* Problem to solve *
Produce the records below again, word for word, but stop after the line that contains "use indexmap::IndexMap;".

Records excerpted from a collection

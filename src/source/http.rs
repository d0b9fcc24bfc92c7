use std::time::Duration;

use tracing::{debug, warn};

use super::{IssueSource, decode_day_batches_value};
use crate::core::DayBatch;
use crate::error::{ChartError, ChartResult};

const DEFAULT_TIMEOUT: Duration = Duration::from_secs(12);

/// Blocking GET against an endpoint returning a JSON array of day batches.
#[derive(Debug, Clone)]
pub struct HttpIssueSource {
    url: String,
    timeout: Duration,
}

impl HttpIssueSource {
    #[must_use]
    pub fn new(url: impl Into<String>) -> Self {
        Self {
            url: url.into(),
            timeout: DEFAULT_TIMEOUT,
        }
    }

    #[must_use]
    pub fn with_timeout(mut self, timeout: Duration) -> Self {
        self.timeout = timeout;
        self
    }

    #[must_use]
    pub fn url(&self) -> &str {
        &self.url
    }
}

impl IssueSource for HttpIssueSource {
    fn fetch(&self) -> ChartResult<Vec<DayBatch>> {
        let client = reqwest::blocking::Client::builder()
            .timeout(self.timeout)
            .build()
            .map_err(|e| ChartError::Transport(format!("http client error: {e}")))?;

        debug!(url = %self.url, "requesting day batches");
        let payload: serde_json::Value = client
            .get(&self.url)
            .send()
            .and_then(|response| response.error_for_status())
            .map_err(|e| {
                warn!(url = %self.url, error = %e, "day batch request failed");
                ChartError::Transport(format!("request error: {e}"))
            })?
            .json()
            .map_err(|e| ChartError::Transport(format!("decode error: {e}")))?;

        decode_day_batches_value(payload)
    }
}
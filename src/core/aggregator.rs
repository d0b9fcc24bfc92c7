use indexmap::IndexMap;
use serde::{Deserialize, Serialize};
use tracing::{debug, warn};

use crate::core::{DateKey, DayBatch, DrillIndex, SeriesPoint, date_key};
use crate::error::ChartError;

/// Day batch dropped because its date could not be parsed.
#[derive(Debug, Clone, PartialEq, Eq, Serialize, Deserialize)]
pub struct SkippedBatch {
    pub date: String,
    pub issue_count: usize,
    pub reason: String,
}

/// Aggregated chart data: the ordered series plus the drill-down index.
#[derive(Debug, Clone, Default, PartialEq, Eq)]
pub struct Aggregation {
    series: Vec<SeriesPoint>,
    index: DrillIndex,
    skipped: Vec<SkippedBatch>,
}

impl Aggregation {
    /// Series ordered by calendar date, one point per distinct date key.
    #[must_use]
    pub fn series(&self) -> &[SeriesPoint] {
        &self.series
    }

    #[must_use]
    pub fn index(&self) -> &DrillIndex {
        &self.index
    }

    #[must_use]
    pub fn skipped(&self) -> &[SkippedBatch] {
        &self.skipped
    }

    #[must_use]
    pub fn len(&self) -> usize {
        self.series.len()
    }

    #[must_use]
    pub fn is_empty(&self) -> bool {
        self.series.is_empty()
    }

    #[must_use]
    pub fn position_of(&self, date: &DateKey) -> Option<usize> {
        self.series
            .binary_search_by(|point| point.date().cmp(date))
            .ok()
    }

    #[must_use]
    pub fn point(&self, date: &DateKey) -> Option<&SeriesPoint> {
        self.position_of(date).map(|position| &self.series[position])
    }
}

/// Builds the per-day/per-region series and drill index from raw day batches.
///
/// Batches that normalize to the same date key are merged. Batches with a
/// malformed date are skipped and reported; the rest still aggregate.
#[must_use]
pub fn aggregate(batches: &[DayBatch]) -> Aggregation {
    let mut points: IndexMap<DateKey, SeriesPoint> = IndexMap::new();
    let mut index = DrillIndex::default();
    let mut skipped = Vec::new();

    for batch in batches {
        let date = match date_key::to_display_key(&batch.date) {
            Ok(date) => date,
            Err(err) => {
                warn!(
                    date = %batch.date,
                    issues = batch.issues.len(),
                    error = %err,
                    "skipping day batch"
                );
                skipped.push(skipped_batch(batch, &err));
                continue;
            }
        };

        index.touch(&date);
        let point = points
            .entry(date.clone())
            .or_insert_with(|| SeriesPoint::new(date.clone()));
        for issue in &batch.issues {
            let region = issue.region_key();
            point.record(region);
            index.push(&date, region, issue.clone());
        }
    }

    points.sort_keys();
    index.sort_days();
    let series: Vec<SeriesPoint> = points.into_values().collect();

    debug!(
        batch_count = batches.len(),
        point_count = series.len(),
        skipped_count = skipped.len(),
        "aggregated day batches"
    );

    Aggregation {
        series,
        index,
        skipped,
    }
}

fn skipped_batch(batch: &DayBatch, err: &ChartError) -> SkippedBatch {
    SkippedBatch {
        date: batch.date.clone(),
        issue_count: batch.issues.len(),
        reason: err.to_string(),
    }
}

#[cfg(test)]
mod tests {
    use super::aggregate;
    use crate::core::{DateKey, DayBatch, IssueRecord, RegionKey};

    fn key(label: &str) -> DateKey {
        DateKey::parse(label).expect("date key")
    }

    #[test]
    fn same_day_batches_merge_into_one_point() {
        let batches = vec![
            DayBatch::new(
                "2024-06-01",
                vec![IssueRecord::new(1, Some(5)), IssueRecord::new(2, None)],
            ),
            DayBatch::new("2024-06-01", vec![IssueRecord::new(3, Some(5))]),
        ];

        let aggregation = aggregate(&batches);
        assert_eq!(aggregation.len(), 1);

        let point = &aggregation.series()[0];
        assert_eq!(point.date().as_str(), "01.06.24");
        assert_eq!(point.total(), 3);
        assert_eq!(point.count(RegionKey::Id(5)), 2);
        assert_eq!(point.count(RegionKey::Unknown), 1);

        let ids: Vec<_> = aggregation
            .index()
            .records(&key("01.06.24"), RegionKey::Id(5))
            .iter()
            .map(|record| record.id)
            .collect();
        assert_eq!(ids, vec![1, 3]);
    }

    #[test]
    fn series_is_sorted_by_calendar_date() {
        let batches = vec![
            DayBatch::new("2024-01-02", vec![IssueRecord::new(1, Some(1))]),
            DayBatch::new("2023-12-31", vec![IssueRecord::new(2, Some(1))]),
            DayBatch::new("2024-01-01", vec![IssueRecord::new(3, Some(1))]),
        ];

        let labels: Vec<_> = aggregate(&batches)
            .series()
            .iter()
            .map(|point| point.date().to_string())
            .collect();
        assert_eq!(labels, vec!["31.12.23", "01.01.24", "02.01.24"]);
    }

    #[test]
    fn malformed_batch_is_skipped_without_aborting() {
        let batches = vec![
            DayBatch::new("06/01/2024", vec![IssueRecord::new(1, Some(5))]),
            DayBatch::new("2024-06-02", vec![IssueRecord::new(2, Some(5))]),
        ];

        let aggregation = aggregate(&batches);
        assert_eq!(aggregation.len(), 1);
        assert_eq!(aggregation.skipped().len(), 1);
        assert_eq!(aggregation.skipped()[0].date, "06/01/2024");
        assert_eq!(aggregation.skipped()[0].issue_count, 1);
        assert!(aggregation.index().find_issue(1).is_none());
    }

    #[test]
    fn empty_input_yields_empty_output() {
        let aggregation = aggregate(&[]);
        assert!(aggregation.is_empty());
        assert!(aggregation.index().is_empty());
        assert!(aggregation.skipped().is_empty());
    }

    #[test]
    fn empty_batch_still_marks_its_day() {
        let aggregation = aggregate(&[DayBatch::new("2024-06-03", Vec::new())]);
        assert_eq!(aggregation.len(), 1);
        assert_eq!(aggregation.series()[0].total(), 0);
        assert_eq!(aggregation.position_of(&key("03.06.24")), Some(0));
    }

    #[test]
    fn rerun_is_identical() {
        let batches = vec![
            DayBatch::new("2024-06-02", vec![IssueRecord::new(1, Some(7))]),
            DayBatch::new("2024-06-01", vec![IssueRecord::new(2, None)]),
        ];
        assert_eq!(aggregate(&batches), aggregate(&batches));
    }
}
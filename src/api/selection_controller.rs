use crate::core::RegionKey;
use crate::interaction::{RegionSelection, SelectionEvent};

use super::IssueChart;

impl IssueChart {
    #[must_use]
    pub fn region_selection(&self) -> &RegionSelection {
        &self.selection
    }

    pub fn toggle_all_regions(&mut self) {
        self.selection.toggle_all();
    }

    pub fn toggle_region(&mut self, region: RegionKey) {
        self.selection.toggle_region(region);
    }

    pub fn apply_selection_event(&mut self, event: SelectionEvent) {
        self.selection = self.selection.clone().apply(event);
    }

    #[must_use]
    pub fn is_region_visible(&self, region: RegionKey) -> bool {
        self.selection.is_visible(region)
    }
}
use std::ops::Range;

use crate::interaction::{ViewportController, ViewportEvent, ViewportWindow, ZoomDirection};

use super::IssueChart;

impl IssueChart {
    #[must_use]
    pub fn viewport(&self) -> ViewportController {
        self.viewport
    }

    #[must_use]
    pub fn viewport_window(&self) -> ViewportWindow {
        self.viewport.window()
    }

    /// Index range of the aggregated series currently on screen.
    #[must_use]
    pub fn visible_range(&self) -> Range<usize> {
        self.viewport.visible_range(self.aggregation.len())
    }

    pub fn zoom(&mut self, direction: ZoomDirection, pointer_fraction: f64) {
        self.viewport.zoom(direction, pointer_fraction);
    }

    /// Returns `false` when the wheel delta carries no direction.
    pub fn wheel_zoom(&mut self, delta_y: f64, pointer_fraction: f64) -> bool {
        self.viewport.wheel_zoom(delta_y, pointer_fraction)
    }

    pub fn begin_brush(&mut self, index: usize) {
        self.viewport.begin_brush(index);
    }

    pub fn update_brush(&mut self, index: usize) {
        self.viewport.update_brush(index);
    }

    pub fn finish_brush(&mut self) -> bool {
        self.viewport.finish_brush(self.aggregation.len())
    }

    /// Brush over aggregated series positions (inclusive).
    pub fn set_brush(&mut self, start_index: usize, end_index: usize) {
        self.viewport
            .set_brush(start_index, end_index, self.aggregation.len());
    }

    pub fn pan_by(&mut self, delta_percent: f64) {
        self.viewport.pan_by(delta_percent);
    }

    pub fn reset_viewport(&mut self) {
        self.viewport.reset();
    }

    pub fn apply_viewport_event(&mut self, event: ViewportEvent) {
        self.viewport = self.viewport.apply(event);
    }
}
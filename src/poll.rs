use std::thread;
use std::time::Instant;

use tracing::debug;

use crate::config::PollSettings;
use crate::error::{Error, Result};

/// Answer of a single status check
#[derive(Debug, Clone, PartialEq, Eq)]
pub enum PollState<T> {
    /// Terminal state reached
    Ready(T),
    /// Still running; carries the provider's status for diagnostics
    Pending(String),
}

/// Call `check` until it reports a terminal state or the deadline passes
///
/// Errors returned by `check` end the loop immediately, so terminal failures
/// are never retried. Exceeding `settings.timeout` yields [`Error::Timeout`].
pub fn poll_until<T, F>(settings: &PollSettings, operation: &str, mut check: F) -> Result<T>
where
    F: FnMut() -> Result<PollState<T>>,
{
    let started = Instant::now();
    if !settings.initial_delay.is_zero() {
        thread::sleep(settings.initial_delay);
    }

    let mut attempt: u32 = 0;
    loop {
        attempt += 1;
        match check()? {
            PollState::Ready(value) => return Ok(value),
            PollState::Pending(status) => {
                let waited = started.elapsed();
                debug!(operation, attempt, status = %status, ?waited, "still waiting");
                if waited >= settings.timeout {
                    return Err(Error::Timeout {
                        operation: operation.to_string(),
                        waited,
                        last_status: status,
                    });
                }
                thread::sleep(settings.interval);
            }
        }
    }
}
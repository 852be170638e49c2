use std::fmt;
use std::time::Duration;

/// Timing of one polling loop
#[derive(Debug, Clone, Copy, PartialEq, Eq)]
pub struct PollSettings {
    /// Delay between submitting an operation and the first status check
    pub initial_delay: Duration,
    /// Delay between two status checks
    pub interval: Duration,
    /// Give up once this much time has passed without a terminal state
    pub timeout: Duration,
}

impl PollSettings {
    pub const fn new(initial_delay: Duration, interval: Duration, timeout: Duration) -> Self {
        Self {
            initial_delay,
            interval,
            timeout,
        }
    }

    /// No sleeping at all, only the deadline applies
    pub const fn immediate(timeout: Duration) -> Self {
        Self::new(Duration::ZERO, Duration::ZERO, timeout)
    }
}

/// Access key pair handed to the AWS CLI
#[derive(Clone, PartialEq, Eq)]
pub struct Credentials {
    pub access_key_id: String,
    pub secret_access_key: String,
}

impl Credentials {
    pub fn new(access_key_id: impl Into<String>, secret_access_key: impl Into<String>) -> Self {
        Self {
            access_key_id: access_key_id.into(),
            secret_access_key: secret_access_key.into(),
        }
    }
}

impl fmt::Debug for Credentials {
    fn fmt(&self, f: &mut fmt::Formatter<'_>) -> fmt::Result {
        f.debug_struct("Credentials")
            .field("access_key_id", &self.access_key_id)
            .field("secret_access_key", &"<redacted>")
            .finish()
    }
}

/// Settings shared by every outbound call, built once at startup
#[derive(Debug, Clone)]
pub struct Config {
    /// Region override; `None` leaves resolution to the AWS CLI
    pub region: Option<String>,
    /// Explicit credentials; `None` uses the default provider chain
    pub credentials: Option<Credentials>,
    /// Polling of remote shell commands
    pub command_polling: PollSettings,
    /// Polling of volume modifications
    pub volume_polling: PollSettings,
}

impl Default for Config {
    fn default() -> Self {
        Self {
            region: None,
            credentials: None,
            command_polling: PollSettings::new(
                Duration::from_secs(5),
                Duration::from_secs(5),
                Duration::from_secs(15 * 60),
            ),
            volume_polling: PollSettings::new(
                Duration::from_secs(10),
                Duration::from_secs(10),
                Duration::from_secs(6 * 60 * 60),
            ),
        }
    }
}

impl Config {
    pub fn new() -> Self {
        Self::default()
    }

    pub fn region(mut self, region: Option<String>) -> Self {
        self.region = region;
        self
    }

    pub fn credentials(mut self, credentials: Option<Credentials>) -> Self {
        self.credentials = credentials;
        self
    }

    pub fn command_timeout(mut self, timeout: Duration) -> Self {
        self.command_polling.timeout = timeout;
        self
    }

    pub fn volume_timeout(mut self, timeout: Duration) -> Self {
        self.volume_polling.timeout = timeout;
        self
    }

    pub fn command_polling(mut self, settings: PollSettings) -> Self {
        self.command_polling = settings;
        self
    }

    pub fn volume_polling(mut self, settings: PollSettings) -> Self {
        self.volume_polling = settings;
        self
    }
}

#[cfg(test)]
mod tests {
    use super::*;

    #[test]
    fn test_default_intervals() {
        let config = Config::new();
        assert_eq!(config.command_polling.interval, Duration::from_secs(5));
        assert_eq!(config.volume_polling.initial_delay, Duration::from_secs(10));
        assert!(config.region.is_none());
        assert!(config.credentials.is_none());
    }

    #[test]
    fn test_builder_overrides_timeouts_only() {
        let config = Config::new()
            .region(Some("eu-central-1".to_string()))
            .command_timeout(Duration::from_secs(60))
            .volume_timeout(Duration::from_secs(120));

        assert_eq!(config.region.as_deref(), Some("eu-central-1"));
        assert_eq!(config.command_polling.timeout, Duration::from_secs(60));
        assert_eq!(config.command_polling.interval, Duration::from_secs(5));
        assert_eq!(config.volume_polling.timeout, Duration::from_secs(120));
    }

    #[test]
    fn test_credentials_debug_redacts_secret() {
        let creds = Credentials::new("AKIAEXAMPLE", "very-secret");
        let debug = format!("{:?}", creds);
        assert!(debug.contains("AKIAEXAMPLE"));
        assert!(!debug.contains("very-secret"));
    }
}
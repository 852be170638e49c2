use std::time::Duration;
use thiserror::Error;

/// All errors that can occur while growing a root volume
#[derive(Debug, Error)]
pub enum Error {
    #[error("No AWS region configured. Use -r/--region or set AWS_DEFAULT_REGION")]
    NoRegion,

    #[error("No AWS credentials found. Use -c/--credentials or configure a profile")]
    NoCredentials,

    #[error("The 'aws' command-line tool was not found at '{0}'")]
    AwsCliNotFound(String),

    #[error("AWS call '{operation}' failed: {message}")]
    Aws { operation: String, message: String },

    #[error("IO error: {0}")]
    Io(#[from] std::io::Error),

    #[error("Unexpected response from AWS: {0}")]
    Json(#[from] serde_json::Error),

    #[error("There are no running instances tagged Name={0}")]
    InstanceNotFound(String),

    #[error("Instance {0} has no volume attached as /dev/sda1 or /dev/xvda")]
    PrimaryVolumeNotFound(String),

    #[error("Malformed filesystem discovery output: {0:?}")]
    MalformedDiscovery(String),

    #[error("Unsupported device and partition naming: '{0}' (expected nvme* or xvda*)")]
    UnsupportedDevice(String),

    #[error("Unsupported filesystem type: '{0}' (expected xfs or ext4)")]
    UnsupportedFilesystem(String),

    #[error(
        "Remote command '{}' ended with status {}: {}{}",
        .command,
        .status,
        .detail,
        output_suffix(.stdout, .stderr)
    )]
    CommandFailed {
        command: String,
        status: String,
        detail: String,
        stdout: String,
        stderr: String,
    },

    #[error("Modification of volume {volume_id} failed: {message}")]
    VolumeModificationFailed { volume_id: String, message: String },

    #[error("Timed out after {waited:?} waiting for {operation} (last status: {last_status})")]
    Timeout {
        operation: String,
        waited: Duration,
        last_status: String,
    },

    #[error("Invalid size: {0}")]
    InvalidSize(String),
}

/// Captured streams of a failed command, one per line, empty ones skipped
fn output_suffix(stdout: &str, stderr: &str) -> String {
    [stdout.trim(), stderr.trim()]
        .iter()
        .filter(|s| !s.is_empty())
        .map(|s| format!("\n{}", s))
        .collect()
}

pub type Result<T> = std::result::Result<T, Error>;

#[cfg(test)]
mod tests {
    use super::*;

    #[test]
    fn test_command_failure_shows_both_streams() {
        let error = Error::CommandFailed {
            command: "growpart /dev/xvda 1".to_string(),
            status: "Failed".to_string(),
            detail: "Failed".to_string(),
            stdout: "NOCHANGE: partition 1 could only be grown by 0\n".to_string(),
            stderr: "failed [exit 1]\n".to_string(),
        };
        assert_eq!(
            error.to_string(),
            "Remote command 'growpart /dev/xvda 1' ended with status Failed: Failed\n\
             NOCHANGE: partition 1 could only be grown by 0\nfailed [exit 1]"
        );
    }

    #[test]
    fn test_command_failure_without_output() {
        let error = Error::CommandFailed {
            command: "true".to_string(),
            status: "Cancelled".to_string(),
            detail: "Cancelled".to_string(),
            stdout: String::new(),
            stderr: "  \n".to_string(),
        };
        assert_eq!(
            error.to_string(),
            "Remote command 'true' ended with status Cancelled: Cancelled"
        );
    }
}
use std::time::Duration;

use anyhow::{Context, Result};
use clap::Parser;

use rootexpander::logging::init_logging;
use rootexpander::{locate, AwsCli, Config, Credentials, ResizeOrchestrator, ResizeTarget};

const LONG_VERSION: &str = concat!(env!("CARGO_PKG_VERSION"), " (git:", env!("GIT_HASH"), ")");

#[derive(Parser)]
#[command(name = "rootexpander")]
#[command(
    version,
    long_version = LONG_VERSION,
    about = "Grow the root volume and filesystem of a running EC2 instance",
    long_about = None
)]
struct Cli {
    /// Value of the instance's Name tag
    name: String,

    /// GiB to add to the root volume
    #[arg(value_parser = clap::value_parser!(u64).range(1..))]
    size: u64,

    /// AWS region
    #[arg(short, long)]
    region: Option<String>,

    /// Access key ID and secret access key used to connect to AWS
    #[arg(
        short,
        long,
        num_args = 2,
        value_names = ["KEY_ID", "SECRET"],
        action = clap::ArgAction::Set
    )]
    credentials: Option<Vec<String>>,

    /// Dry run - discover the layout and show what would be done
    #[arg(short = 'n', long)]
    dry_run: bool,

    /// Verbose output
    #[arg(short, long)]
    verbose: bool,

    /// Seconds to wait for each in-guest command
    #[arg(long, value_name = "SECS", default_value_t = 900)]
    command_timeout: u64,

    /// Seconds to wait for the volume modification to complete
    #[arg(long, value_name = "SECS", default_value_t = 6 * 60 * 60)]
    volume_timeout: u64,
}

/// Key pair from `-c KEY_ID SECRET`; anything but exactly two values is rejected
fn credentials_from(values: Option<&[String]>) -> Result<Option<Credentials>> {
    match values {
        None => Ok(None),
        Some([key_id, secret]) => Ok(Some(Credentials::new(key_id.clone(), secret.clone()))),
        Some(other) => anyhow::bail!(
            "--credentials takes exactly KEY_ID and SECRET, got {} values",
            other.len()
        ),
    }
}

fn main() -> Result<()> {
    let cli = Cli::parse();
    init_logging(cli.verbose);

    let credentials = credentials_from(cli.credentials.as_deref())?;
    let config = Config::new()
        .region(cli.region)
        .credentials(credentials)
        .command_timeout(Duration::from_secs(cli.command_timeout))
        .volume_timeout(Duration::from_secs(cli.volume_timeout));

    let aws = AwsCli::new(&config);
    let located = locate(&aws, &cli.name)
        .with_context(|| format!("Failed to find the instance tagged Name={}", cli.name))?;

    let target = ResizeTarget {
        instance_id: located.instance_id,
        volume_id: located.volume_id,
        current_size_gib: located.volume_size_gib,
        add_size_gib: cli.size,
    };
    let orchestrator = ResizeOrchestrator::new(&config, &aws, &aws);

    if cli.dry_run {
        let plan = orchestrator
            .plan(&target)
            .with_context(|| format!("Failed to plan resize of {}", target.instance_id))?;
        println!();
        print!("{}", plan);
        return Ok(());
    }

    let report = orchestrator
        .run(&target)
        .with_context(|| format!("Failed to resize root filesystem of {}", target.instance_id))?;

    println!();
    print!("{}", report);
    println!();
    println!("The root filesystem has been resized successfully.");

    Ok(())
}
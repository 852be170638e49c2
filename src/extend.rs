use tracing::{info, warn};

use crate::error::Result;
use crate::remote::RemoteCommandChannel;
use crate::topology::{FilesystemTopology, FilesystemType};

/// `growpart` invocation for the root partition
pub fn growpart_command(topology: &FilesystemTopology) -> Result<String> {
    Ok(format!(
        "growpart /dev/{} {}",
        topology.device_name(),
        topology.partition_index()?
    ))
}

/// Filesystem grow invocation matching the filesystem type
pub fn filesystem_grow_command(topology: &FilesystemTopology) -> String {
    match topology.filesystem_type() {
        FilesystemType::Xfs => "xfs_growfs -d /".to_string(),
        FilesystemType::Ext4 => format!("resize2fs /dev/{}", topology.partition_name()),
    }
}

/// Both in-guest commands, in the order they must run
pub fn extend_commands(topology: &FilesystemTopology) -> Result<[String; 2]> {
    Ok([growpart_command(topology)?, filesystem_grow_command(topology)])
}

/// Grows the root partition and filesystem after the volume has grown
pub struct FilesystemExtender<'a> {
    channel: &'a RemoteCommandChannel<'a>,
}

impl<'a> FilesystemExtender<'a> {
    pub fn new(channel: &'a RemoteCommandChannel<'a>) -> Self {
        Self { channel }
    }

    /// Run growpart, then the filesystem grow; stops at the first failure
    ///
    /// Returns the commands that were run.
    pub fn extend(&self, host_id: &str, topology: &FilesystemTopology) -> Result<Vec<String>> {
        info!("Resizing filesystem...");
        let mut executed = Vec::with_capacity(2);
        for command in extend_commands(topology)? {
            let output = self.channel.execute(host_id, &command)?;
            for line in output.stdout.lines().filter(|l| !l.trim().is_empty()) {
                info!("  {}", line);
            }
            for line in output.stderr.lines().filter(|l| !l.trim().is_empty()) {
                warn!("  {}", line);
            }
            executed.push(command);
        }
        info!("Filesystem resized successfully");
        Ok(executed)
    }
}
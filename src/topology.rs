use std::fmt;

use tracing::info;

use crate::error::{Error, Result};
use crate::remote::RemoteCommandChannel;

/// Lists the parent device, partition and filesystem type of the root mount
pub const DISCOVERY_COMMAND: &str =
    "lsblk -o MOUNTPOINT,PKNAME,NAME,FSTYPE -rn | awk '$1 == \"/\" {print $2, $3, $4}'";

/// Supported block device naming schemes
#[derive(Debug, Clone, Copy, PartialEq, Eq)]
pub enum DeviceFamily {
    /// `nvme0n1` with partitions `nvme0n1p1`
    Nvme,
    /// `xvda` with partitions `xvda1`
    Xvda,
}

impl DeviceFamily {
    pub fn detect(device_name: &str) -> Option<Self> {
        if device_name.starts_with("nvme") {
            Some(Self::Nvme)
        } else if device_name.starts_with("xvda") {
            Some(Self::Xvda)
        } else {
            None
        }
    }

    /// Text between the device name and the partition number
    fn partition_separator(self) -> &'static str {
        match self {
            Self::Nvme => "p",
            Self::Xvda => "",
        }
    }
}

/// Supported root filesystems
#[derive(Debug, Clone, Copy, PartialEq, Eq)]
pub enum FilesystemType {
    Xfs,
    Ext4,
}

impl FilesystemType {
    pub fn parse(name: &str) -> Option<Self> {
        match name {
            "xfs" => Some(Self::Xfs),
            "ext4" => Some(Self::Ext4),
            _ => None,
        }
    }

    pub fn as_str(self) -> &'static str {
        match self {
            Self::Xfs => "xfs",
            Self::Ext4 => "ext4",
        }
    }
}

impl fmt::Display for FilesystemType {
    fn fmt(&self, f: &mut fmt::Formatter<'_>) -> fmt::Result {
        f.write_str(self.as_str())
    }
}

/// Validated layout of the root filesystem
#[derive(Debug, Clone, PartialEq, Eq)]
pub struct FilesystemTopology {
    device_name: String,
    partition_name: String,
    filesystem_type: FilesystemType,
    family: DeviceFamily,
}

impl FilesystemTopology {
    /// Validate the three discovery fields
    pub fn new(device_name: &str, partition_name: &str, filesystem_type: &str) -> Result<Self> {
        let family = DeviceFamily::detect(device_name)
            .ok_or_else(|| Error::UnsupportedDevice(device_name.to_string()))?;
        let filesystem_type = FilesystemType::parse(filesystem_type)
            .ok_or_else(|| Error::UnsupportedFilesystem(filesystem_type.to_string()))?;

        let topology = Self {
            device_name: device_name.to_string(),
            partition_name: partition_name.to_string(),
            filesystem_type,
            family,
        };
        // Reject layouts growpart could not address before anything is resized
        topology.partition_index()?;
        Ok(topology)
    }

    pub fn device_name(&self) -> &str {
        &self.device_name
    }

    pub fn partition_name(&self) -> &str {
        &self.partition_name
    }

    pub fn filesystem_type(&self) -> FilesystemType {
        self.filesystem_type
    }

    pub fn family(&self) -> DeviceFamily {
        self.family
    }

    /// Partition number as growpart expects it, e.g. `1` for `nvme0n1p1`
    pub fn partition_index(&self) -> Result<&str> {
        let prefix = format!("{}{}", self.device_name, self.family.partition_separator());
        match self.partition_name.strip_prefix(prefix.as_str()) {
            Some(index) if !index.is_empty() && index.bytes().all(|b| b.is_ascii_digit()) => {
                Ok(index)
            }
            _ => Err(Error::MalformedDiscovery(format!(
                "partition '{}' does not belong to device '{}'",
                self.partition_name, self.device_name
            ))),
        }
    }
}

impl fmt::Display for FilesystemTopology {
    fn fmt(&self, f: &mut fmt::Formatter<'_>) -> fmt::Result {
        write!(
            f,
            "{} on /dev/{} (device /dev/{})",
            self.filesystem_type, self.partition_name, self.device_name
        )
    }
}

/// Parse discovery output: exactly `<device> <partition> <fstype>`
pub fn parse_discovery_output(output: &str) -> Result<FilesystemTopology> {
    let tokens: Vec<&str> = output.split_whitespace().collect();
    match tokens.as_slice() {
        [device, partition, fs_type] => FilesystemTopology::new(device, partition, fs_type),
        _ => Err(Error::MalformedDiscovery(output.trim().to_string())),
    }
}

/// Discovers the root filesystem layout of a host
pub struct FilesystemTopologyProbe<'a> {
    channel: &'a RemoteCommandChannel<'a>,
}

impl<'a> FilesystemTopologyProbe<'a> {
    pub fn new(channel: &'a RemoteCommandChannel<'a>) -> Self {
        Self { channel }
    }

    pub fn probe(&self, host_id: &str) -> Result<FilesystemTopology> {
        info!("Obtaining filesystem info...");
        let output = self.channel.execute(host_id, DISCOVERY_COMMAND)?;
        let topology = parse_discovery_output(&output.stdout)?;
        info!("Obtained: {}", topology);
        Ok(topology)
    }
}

* Written reply *
filename src/source/http.rs
repository d0b9fcc24bfc92c7
use std::time::Duration;

use tracing::{debug, warn};

use super::{IssueSource, decode_day_batches_value};
use crate::core::DayBatch;
use crate::error::{ChartError, ChartResult};

const DEFAULT_TIMEOUT: Duration = Duration::from_secs(12);

/// Blocking GET against an endpoint returning a JSON array of day batches.
#[derive(Debug, Clone)]
pub struct HttpIssueSource {
    url: String,
    timeout: Duration,
}

impl HttpIssueSource {
    #[must_use]
    pub fn new(url: impl Into<String>) -> Self {
        Self {
            url: url.into(),
            timeout: DEFAULT_TIMEOUT,
        }
    }

    #[must_use]
    pub fn with_timeout(mut self, timeout: Duration) -> Self {
        self.timeout = timeout;
        self
    }

    #[must_use]
    pub fn url(&self) -> &str {
        &self.url
    }
}

impl IssueSource for HttpIssueSource {
    fn fetch(&self) -> ChartResult<Vec<DayBatch>> {
        let client = reqwest::blocking::Client::builder()
            .timeout(self.timeout)
            .build()
            .map_err(|e| ChartError::Transport(format!("http client error: {e}")))?;

        debug!(url = %self.url, "requesting day batches");
        let payload: serde_json::Value = client
            .get(&self.url)
            .send()
            .and_then(|response| response.error_for_status())
            .map_err(|e| {
                warn!(url = %self.url, error = %e, "day batch request failed");
                ChartError::Transport(format!("request error: {e}"))
            })?
            .json()
            .map_err(|e| ChartError::Transport(format!("decode error: {e}")))?;

        decode_day_batches_value(payload)
    }
}
filename src/core/aggregator.rs
repository d0b9fcc24bfc92c7
use indexmap::IndexMap;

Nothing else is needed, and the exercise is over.